The cases are US Bank v Langmaid et al, No. 23-0076 (Iowa Ct. App. Dec. 06, 2023) and Bro v Meling, No. 23-0883 (Iowa Ct. App. Jan. 10, 2023).

Recently the Court of Appeals released two opinions that discussed adjudication on the merits with agricultural related cases. The first case addressed a dismissal that resulted from failure to mediate prior to filing a foreclosure suit. The second case addressed a plaintiff re-filing a suit once an expert on water drainage was found after summary judgment was granted in a previously filed case. Both cases explain established court doctrine regarding refiling cases that were previously brought before a district court judge.

 US Bank v. Langmaid

Plaintiff filed a foreclosure suit against defendants. Defendants filed a pre-answer motion to dismiss alleging the property was agricultural and no attempt at mediation was done prior to the lawsuit. Iowa Code § 654.6(1)(a) requires farm mediation prior to the filing of a foreclosure action. The district court granted the motion and dismissed the lawsuit with prejudice under Iowa Court Rule 1.943 and 1.946. Plaintiff appealed, arguing the dismissal should be without prejudice.

The court of appeals reversed the district court and found that the dismissal of the lawsuit should have been without prejudice. Iowa Court Rule 1.943, titled “Voluntary Dismissal,” was inapplicable because the plaintiff did not voluntarily dismiss the case. Therefore, Iowa Rule 1.946 controls. Rule 1.946, titled “Effect of Dismissal,” states that dismissals are “adjudications on the merits” unless the dismissal was for lack of subject matter jurisdiction or improper venue. In this case, mediation was a “jurisdictional prerequisite[.]” The district court correctly determined it did not have subject matter jurisdiction until the mediation requirement was met. The resulting dismissal therefore met the subject matter jurisdiction exception found in Rule 1.946 and was not an adjudication on the merits . Therefore, the rule required the dismissal to be without prejudice. This gives the plaintiffs the opportunity to file again if mediation is not successful. 

Bro v. Meling

Plaintiff and Defendant are neighbors. In 2019, plaintiff filed a lawsuit against defendant alleging that the defendant had altered his land and changed the course of water drainage, ultimately causing flooding on plaintiff’s land. Defendant brough a summary judgment motion, after the discovery phase, when plaintiff did not produce expert testimony on the cause of the flooding. The district court found “that expert testimony is necessary to establish the essential element of causation.” The plaintiff did not designate an expert, and the court granted the motion for summary judgment.

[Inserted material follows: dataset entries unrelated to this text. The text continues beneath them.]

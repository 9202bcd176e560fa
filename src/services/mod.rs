//! Service layer: capability traits, production clients, and the
//! resolution/recommendation pipeline built on top of them.

pub mod catalog;
pub mod gemini_client;
pub mod recommender;
pub mod spotify_client;
pub mod suggester;
pub mod suggestion_agent;
pub mod track_resolver;
pub mod verifier;
pub mod verifier_agent;

pub use catalog::{CatalogClient, CatalogError};
pub use gemini_client::{GeminiClient, GeminiError, GenerationConfig};
pub use recommender::Recommender;
pub use spotify_client::SpotifyClient;
pub use suggester::{SuggestError, Suggester};
pub use suggestion_agent::SuggestionAgent;
pub use track_resolver::TrackResolver;
pub use verifier::Verifier;
pub use verifier_agent::VerifierAgent;
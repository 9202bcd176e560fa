//! Spotify Web API catalog client
//!
//! Implements the [`CatalogClient`] capability over the Spotify Web API
//! using a caller-supplied bearer access token. Token acquisition and
//! refresh are the embedding application's concern; this client only
//! attaches the token it was constructed with.

use std::time::{Duration, Instant};

use async_trait::async_trait;
use serde::Deserialize;
use tokio::sync::Mutex;

use crate::models::{Device, Track};
use crate::services::catalog::{CatalogClient, CatalogError};

const SPOTIFY_BASE_URL: &str = "https://api.spotify.com/v1";
const USER_AGENT: &str = "tunequeue/0.1.0";
const REQUEST_TIMEOUT_SECS: u64 = 30;

// Queue insertions in quick succession trip the API's rate limiting, so all
// calls are spaced by a minimum interval.
const RATE_LIMIT_MS: u64 = 100;

/// Minimum-interval rate limiter.
struct RateLimiter {
    last_request: Mutex<Option<Instant>>,
    min_interval: Duration,
}

impl RateLimiter {
    fn new(min_interval_ms: u64) -> Self {
        Self {
            last_request: Mutex::new(None),
            min_interval: Duration::from_millis(min_interval_ms),
        }
    }

    /// Wait if necessary to comply with the interval.
    async fn wait(&self) {
        let mut last = self.last_request.lock().await;

        if let Some(last_time) = *last {
            let elapsed = last_time.elapsed();
            if elapsed < self.min_interval {
                let wait_time = self.min_interval - elapsed;
                tracing::debug!("Rate limiting: waiting {:?}", wait_time);
                tokio::time::sleep(wait_time).await;
            }
        }

        *last = Some(Instant::now());
    }
}

/// Spotify Web API client.
pub struct SpotifyClient {
    http_client: reqwest::Client,
    access_token: String,
    base_url: String,
    rate_limiter: RateLimiter,
}

impl SpotifyClient {
    pub fn new(access_token: impl Into<String>) -> Result<Self, CatalogError> {
        let http_client = reqwest::Client::builder()
            .user_agent(USER_AGENT)
            .timeout(Duration::from_secs(REQUEST_TIMEOUT_SECS))
            .build()
            .map_err(|e| CatalogError::Network(e.to_string()))?;

        Ok(Self {
            http_client,
            access_token: access_token.into(),
            base_url: SPOTIFY_BASE_URL.to_string(),
            rate_limiter: RateLimiter::new(RATE_LIMIT_MS),
        })
    }

    /// Point the client at a different base URL. Intended for tests against
    /// a local stand-in server.
    pub fn with_base_url(mut self, base_url: impl Into<String>) -> Self {
        self.base_url = base_url.into();
        self
    }

    fn map_status(status: reqwest::StatusCode, body: String) -> CatalogError {
        if status.as_u16() == 429 {
            CatalogError::RateLimited
        } else {
            CatalogError::Api(status.as_u16(), body)
        }
    }
}

#[async_trait]
impl CatalogClient for SpotifyClient {
    async fn search_tracks(&self, query: &str, limit: u32) -> Result<Vec<Track>, CatalogError> {
        self.rate_limiter.wait().await;

        let url = format!("{}/search", self.base_url);

        tracing::debug!(query = %query, limit, "Searching catalog");

        let limit_param = limit.to_string();
        let response = self
            .http_client
            .get(&url)
            .bearer_auth(&self.access_token)
            .query(&[
                ("q", query),
                ("type", "track"),
                ("limit", limit_param.as_str()),
            ])
            .send()
            .await
            .map_err(|e| CatalogError::Network(e.to_string()))?;

        let status = response.status();
        if !status.is_success() {
            let body = response.text().await.unwrap_or_default();
            return Err(Self::map_status(status, body));
        }

        let payload: SearchResponse = response
            .json()
            .await
            .map_err(|e| CatalogError::Parse(e.to_string()))?;

        let tracks = payload.tracks.map(|t| t.items).unwrap_or_default();

        tracing::debug!(query = %query, results = tracks.len(), "Catalog search complete");

        Ok(tracks)
    }

    async fn add_to_queue(&self, uri: &str) -> Result<(), CatalogError> {
        self.rate_limiter.wait().await;

        let url = format!("{}/me/player/queue", self.base_url);

        let response = self
            .http_client
            .post(&url)
            .bearer_auth(&self.access_token)
            .query(&[("uri", uri)])
            .send()
            .await
            .map_err(|e| CatalogError::Network(e.to_string()))?;

        let status = response.status();
        if !status.is_success() {
            let body = response.text().await.unwrap_or_default();
            return Err(Self::map_status(status, body));
        }

        tracing::debug!(uri = %uri, "Track added to playback queue");

        Ok(())
    }

    async fn list_devices(&self) -> Result<Vec<Device>, CatalogError> {
        self.rate_limiter.wait().await;

        let url = format!("{}/me/player/devices", self.base_url);

        let response = self
            .http_client
            .get(&url)
            .bearer_auth(&self.access_token)
            .send()
            .await
            .map_err(|e| CatalogError::Network(e.to_string()))?;

        let status = response.status();
        if !status.is_success() {
            let body = response.text().await.unwrap_or_default();
            return Err(Self::map_status(status, body));
        }

        let payload: DevicesResponse = response
            .json()
            .await
            .map_err(|e| CatalogError::Parse(e.to_string()))?;

        Ok(payload.devices)
    }
}

/// Wire shape of the search endpoint.
#[derive(Debug, Deserialize)]
struct SearchResponse {
    tracks: Option<TrackPage>,
}

#[derive(Debug, Deserialize)]
struct TrackPage {
    #[serde(default)]
    items: Vec<Track>,
}

/// Wire shape of the devices endpoint.
#[derive(Debug, Deserialize)]
struct DevicesResponse {
    #[serde(default)]
    devices: Vec<Device>,
}
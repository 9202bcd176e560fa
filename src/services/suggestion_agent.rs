//! Gemini-backed suggestion agent

use async_trait::async_trait;
use serde::Deserialize;

use crate::models::{SeedDescriptor, SongSuggestion};
use crate::services::gemini_client::{
    extract_json_object, GeminiClient, GeminiError, GenerationConfig,
};
use crate::services::suggester::{SuggestError, Suggester};

const SYSTEM_PROMPT: &str = "\
You are an expert music recommendation assistant.\n\
\n\
You will receive a seed song with its verified artist(s) and, when available,\n\
its genre. Analyze the seed's core genre and cultural context, energy, and\n\
vocal style, then recommend songs that are a direct sonic match:\n\
- Prioritize 2-3 popular, sonically similar tracks by the exact seed artist.\n\
- Then add tracks by closely associated artists within the same genre and\n\
  cultural context; never mix languages or traditions the seed does not mix.\n\
- Only suggest well-known tracks likely to exist on major streaming catalogs.\n\
- Never suggest the seed song itself, and never duplicate a suggestion.\n\
\n\
Respond with clean, valid JSON ONLY, no markdown and no surrounding text:\n\
{\n\
  \"songs\": [\n\
    {\n\
      \"title\": \"exact song title\",\n\
      \"artists\": [\"exact artist name(s)\"],\n\
      \"genre\": \"specific genre\",\n\
      \"reason\": \"1-2 lines on the direct sonic match\"\n\
    }\n\
  ]\n\
}";

/// [`Suggester`] implementation over the Gemini API.
///
/// One generation per call; the orchestrator owns the retry budget.
pub struct SuggestionAgent {
    client: GeminiClient,
    config: GenerationConfig,
}

impl SuggestionAgent {
    pub fn new(client: GeminiClient) -> Self {
        Self {
            client,
            config: GenerationConfig::suggestion(),
        }
    }

    fn build_user_prompt(seed: &SeedDescriptor, count: usize) -> String {
        let mut prompt = format!("Seed Song: \"{}\"\n", seed.title);
        if !seed.artists.is_empty() {
            prompt.push_str(&format!("Artist: {}\n", seed.artist_display()));
        }
        if let Some(genre) = &seed.genre {
            prompt.push_str(&format!("Genre: {}\n", genre));
        }
        prompt.push_str(&format!("Number of Recommendations: {}", count));
        prompt
    }

    fn parse_payload(raw_text: &str) -> Result<Vec<SongSuggestion>, SuggestError> {
        let value = extract_json_object(raw_text)
            .map_err(|e| SuggestError::MalformedPayload(e.to_string()))?;

        let payload: SuggestionPayload = serde_json::from_value(value)
            .map_err(|e| SuggestError::MalformedPayload(e.to_string()))?;

        if payload.songs.is_empty() {
            return Err(SuggestError::EmptyResponse);
        }

        // A suggestion without a title cannot be resolved; an empty artist
        // list is allowed and handled downstream by the scorer's prior.
        let songs: Vec<SongSuggestion> = payload
            .songs
            .into_iter()
            .filter(|song| !song.title.trim().is_empty())
            .collect();

        if songs.is_empty() {
            return Err(SuggestError::MalformedPayload(
                "all suggestions were missing titles".to_string(),
            ));
        }

        Ok(songs)
    }
}

#[async_trait]
impl Suggester for SuggestionAgent {
    async fn suggest(
        &self,
        seed: &SeedDescriptor,
        count: usize,
    ) -> Result<Vec<SongSuggestion>, SuggestError> {
        let user_prompt = Self::build_user_prompt(seed, count);

        tracing::info!(seed = %seed.title, count, "Requesting suggestions");

        let raw_text = self
            .client
            .generate(SYSTEM_PROMPT, &user_prompt, self.config)
            .await
            .map_err(|e| match e {
                GeminiError::Api(status, body) => SuggestError::Api(status, body),
                GeminiError::EmptyResponse => SuggestError::EmptyResponse,
                other => SuggestError::Network(other.to_string()),
            })?;

        let songs = Self::parse_payload(&raw_text)?;

        tracing::info!(seed = %seed.title, received = songs.len(), "Suggestions received");

        Ok(songs)
    }
}

#[derive(Debug, Deserialize)]
struct SuggestionPayload {
    #[serde(default)]
    songs: Vec<SongSuggestion>,
}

The plaintiffs did not appeal the 2019 ruling. Instead, they refiled their lawsuit in 2022 after finding an expert who could testify to what caused the flooding. The defendant moved for summary judgment, arguing the doctrine of res judicata prevented the plaintiff from refiling the lawsuit. The district court agreed and granted summary judgment. The plaintiff appealed, arguing the first case was not a final judgment on the merits. Plaintiff argued the 2019 judgement “simply found that the [plaintiff] did not have an expert witness.”

The court of appeals affirmed the district court. A summary judgment is presumed to be “a final judgment on the merits[.]” When summary judgment is a result from “lack of any genuine issue of material fact going to the merits[,]” the doctrine of res judicata applies and prevents future lawsuits over the same issues or claims. In this instance, the 2019 court granted the summary judgment because the plaintiff failed to show an issue of material fact when they could not present evidence of what caused the flooding due to lack of expert testimony. The court of appeals noted that res judicata does not apply when a party does not have “a ‘full and fair opportunity’ to litigate a claim or issue.” The plaintiff had a full and fair opportunity in 2019 during the discovery period to find an expert to testify to causation in 2019, but chose not to do so and as a result could not show an issue of material fact in the prior lawsuit. Therefore, the plaintiff was barred from refiling the suit in 2022 after finding an expert because the 2019 lawsuit was a final judgment on the merits.